Quantcast

The DNAinfo archives brought to you by WNYC.
Read the press release here.

Crackdown on Landlords Uncovers 2,400 Units Soon to Become Rent Regulated

By Amy Zimmer | August 26, 2015 5:40pm
 Greenpoint had among the highest number of buildings that were found to have shirked laws requiring they register rent-regulated units in exchange for 421-a tax breaks.
Greenpoint had among the highest number of buildings that were found to have shirked laws requiring they register rent-regulated units in exchange for 421-a tax breaks.
View Full Caption
MPNA/Evelyn Matechak

MANHATTAN — Nearly 200 building owners across the city who took hefty tax breaks under the state's 421-a program without fulfilling the law's rent-regulation requirements received notices from the state putting them on alert this week.

The tenants in roughly 2,400 units — in buildings that were originally planned as condos but went rental because of the 2008 market crash — are entitled to rent-regulated leases that are subject to rules regarding, for instance, annual leases that have limits on how much rents can be raised each year.

Greenpoint, Williamsburg and Astoria are among the areas with the highest concentration of these buildings, according to maps released by the Attorney General's office. (See here and here.)

The crackdown is part of the continuing efforts of the state's Tenant Protection Unit working with the AG, whose ongoing investigation uncovered 194 building owners who received 421-a tax benefits but failed to register their apartments as rent-regulated.

The building owners had filed for 421-a tax breaks indicating they would become condos, thereby exempting them from having to register units as rent-regulated. But when they changed course because of the recession and opened their buildings as rentals instead, they got market rates for the units, skirting the law that requires developers of rental buildings using the tax breaks to register apartments as rent-regulated.

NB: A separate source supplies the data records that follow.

use super::{AcpiError, AcpiTable, SdtHeader};

#[derive(Debug)]
struct EntryType;

impl EntryType {
    const LOCAL_APIC: u8 = 0;
    const IO_APIC: u8 = 1;
    const IO_APIC_ISO: u8 = 2;
    const LOCAL_APIC_NMI_SRC: u8 = 3;
    const LOCAL_APIC_NMI: u8 = 4;
    const LOCAL_APIC_ADDR_OVERRIDE: u8 = 5;
    const PROCESSOR_LOCAL_X2APIC: u8 = 9;
}

#[repr(C, packed)]
#[derive(Debug, Clone, Copy)]
struct EntryHeader {
    entry_type: u8,
    length: u8,
}

#[repr(C, packed)]
#[derive(Debug)]
struct LocalApicEntry {
    header: EntryHeader,
    acpi_processor_id: u8,
    apic_id: u8,
    flags: u32,
}

#[repr(C, packed)]
#[derive(Debug)]
struct IoApicEntry {
    header: EntryHeader,
    io_apic_id: u8,
    _reserved: u8,
    io_apic_addr: u32,
    gsi_base: u32,
}

#[repr(C, packed)]
#[derive(Debug)]
struct IoApicIsoEntry {
    header: EntryHeader,
    bus_source: u8,
    irq_source: u8,
    gsi: u32,
    flags: u16,
}

#[repr(C, packed)]
#[derive(Debug)]
struct LocalApicNmiSrcEntry {
    header: EntryHeader,
    nmi_source: u8,
    _reserved: u8,
    flags: u16,
    gsi: u32,
}

#[repr(C, packed)]
#[derive(Debug)]
struct LocalApicNmiEntry {
    header: EntryHeader,
    acpi_processor_id: u8,
    flags: u16,
    lint: u8,
}

#[repr(C, packed)]
#[derive(Debug)]
struct LocalApicAddrOverrideEntry {
    header: EntryHeader,
    _reserved: u16,
    // TODO: Maybe use here a PhysAddr?
    local_apic_phys_addr: u64,
}

#[repr(C, packed)]
#[derive(Debug)]
struct ProcessorLocalx2ApicEntry {
    header: EntryHeader,
    _reserved: u16,
    processor_x2apic_id: u32,
    flags: u32,
    acpi_id: u32,
}

#[repr(C, packed)]
#[derive(Debug)]
pub(super) struct Madt {
    header: SdtHeader,
    local_apic_addr: u32,
    flags: u32,
}

impl AcpiTable for Madt {
    const SIGNATURE: &'static [u8; 4] = b"APIC";
}

impl Madt {
    pub(super) fn parse(&self) -> Result<(), AcpiError> {
        let mut entries = unsafe {core::ptr::from_ref(self).add(1).cast::<EntryHeader>()};
        let end_addr = core::ptr::from_ref(self).addr() + self.header.length as usize;

        while entries.addr() != end_addr {
            utils::sanity_assert!(entries.addr() < end_addr);

            let entry_type = unsafe {entries.read().entry_type};
            match entry_type {
                EntryType::IO_APIC => {
                    let entry = unsafe {entries.cast::<IoApicEntry>().as_ref().unwrap()};
                    // `arch::x86_64::apic::ioapic` (the split crate), not
                    // `crate::arch` — its global IO APIC table is what
                    // `drivers::interrupt::assign_gsi` looks up against.
                    unsafe {
                        arch::x86_64::apic::ioapic::add(
                            utils::mem::PhysAddr(entry.io_apic_addr as usize),
                            entry.gsi_base,
                        )
                    };
                },
                _ => (),
            }

            let entry_length = unsafe {entries.read().length as usize};
            entries = unsafe {entries.byte_add(entry_length)};
        }

        Ok(())
    }
}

"We will not tolerate landlords who break the law and deny their tenants rent-regulated leases, plain and simple," Gov. Andrew Cuomo said in a statement.

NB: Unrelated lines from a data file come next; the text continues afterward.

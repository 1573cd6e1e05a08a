//! Everything GDT and segments
//!
//! NOTE: Setting up the GDT only happens when we're booting on raw UEFI without any bootloaders.

use core::{arch::asm, mem::transmute, ops::Index, ptr};

use modular_bitfield::prelude::*;

use super::{DescriptorTablePtr, cpu::Register};

/// The "full" form of a segment selector (i.e. the actual selector + the hidden cached information)
#[derive(Default)]
#[repr(C, packed)]
pub struct FullSegmentSelector {
    pub selector: SegmentSelector,
    pub attributes: u16,
    pub limit: u32,
    pub base: u64,
}

/// A segment descriptor.
#[bitfield(bits = 64)]
#[derive(Debug, Clone, Copy)]
#[repr(u64)]
pub struct SegmentDescriptor {
    pub limit_0: B16,
    pub base_0: B24,
    pub access: B8,
    pub limit_1: B4,
    pub flags: B4,
    pub base_1: B8,
}

// TODO: Add TSS here as well
/// The GDT
#[cfg(feature = "limine")]
#[repr(C, packed)]
pub struct Gdt {
    segments: [SegmentDescriptor; 6],
}

/// The basic, visible part of a segment selector.
#[bitfield(bits = 16)]
#[derive(Debug, Clone, Copy, Default)]
#[repr(u16)]
pub struct SegmentSelector {
    pub rpl: B2,
    pub gdt: B1,
    pub index: B13,
}

#[derive(Debug, Clone, Copy)]
#[repr(transparent)]
pub struct Cs(pub SegmentSelector);

#[derive(Debug, Clone, Copy)]
#[repr(transparent)]
pub struct Ds(pub SegmentSelector);

#[derive(Debug, Clone, Copy)]
#[repr(transparent)]
pub struct Ss(pub SegmentSelector);

#[derive(Debug, Clone, Copy)]
#[repr(transparent)]
pub struct Es(pub SegmentSelector);

#[derive(Debug, Clone, Copy)]
#[repr(transparent)]
pub struct Fs(pub SegmentSelector);

#[derive(Debug, Clone, Copy)]
#[repr(transparent)]
pub struct Gs(pub SegmentSelector);

impl Gdt {
    /// Get the address of the GDT, aquired by reading `GDTR`
    pub fn read_gdtr() -> DescriptorTablePtr {
        let gdtr = DescriptorTablePtr::default();
        unsafe {
            let ptr = ptr::from_ref(&gdtr);
            asm!(
                "sgdt [{}]",
                in(reg) ptr,
                options(nostack),
            );
        };

        gdtr
    }

    #[inline]
    pub fn read_full_selector(&self, selector: SegmentSelector) -> FullSegmentSelector {
        let descriptor = self[selector];

        FullSegmentSelector {
            selector,
            attributes: descriptor.access() as u16,
            limit: descriptor.get_limit(),
            base: descriptor.get_base() as u64,
        }
    }
}

impl SegmentDescriptor {
    /// Accessed bit. Set to 1 by the CPU when accessed (unless set manually in advance)
    const ACCESS_A: u8 = 1 << 0;
    const ACCESS_RW: u8 = 1 << 1; // write acccess/read access for data/code
    const ACCESS_DC: u8 = 1 << 2; // direction/conforming for data/code
    const ACCESS_E: u8 = 1 << 3; // 0 -> data, 1 -> code
    const ACCESS_S: u8 = 1 << 4; // 0 -> system, 1 -> regular
    const ACCESS_DPL_3: u8 = 0b11 << 5;
    const ACCESS_DPL_2: u8 = 0b10 << 5;
    const ACCESS_DPL_1: u8 = 0b01 << 5;
    const ACCESS_P: u8 = 1 << 7; // present

    const _FLAGS_RESERVED: u8 = 1 << 4;
    const FLAGS_G: u8 = 1 << (4 + 1); // granuality
    const FLAGS_DB: u8 = 1 << (4 + 2); // size. 0-> 16 bit protected mode 1-> 32 bit protected
    const FLAGS_L: u8 = 1 << (4 + 3); // segment is 64 long mode. when set, DB shouldn't be

    #[inline]
    fn get_base(self) -> u32 {
        (u32::from(self.base_1()) << 24) | u32::from(self.base_0())
    }

    /// NOTE: The size of the limit is actually 20 bits, not 32
    #[inline]
    fn get_limit(self) -> u32 {
        (u32::from(self.limit_1()) << 16) | u32::from(self.limit_0())
    }
}

impl Default for SegmentDescriptor {
    fn default() -> Self {
        Self::new()
    }
}

impl Register for Cs {
    #[inline]
    unsafe fn read() -> Self {
        let selector: u16;
        unsafe {
            asm!(
                "mov {:x}, cs",
                out(reg) selector,
                options(nostack, nomem),
            );
        }

        Self(SegmentSelector::from(selector))
    }

    #[inline]
    unsafe fn write(self) {
        unsafe {
            asm!(
                "mov cs, {:x}",
                in(reg) transmute::<Self, u16>(self),
                options(nostack, nomem),
            );
        }
    }
}

impl Register for Ds {
    #[inline]
    unsafe fn read() -> Self {
        let selector: u16;
        unsafe {
            asm!(
                "mov {:x}, ds",
                out(reg) selector,
                options(nostack, nomem),
            );
        }

        Self(SegmentSelector::from(selector))
    }

    #[inline]
    unsafe fn write(self) {
        unsafe {
            asm!(
                "mov ds, {:x}",
                in(reg) transmute::<Self, u16>(self),
                options(nostack, nomem),
            );
        }
    }
}

impl Register for Gs {
    #[inline]
    unsafe fn read() -> Self {
        let selector: u16;
        unsafe {
            asm!(
                "mov {:x}, gs",
                out(reg) selector,
                options(nostack, nomem),
            );
        }

        Self(SegmentSelector::from(selector))
    }

    #[inline]
    unsafe fn write(self) {
        unsafe {
            asm!(
                "mov gs, {:x}",
                in(reg) transmute::<Self, u16>(self),
                options(nostack, nomem),
            );
        }
    }
}

impl Register for Fs {
    #[inline]
    unsafe fn read() -> Self {
        let selector: u16;
        unsafe {
            asm!(
                "mov {:x}, fs",
                out(reg) selector,
                options(nostack, nomem),
            );
        }

        Self(SegmentSelector::from(selector))
    }

    #[inline]
    unsafe fn write(self) {
        unsafe {
            asm!(
                "mov fs, {:x}",
                in(reg) transmute::<Self, u16>(self),
                options(nostack, nomem),
            );
        }
    }
}

impl Register for Es {
    #[inline]
    unsafe fn read() -> Self {
        let selector: u16;
        unsafe {
            asm!(
                "mov {:x}, es",
                out(reg) selector,
                options(nostack, nomem),
            );
        }

        Self(SegmentSelector::from(selector))
    }

    #[inline]
    unsafe fn write(self) {
        unsafe {
            asm!(
                "mov es, {:x}",
                in(reg) transmute::<Self, u16>(self),
                options(nostack, nomem),
            );
        }
    }
}

impl Register for Ss {
    #[inline]
    unsafe fn read() -> Self {
        let selector: u16;
        unsafe {
            asm!(
                "mov {:x}, ss",
                out(reg) selector,
                options(nostack, nomem),
            );
        }

        Self(SegmentSelector::from(selector))
    }

    #[inline]
    unsafe fn write(self) {
        unsafe {
            asm!(
                "mov ss, {:x}",
                in(reg) transmute::<Self, u16>(self),
                options(nostack, nomem),
            );
        }
    }
}

impl Index<SegmentSelector> for Gdt {
    type Output = SegmentDescriptor;

    fn index(&self, index: SegmentSelector) -> &Self::Output {
        let index = (index.index()) as usize >> 3;

        // XXX: This is true only for Limine!
        assert!(index <= 5);

        &self.segments[index]
    }
}

impl From<DescriptorTablePtr> for FullSegmentSelector {
    fn from(value: DescriptorTablePtr) -> Self {
        Self {
            selector: SegmentSelector::new(),
            attributes: 0,
            limit: value.limit as u32,
            base: value.base,
        }
    }
}

#[cfg(test)]
mod tests {
    use core::mem::offset_of;
    use macros::test_fn;

    use crate::x86_64::gdt::FullSegmentSelector;

    #[test_fn]
    fn test_full_segment_selector_layout() {
        assert_eq!(offset_of!(FullSegmentSelector, selector), 0);
        assert_eq!(offset_of!(FullSegmentSelector, attributes), 2);
        assert_eq!(offset_of!(FullSegmentSelector, limit), 4);
        assert_eq!(offset_of!(FullSegmentSelector, base), 8);
    }
}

If these landlords don't comply, the TPU could freeze the buildings' current rents as well as pursue overcharge actions against the owners for collecting improper rents, and seek damages, officials said.

"The law says: if you have not sold units under a condominium offering plan, you are a rental building and must register those units as rent regulated,"  James Rubin, Commissioner of New York State Homes & Community Renewal, said in a statement. "If there are owners out there who believe they are able to defy the law without consequences, know this: We will continue to enforce the law to its fullest extent."

Changes to the 421-a law, which was established during the fiscal crisis of 1971 as a way to spur residential development, will take effect in January.

The revamped program would eliminate tax benefits for luxury condos. It would not, however, eliminate the abatement for condos altogether, as Mayor Bill de Blasio originally called for.

Condos built in the outer boroughs with no more than 35 units could still get the break provided their average sales price is roughly $700,000 and new residents remain in their units for at least five years.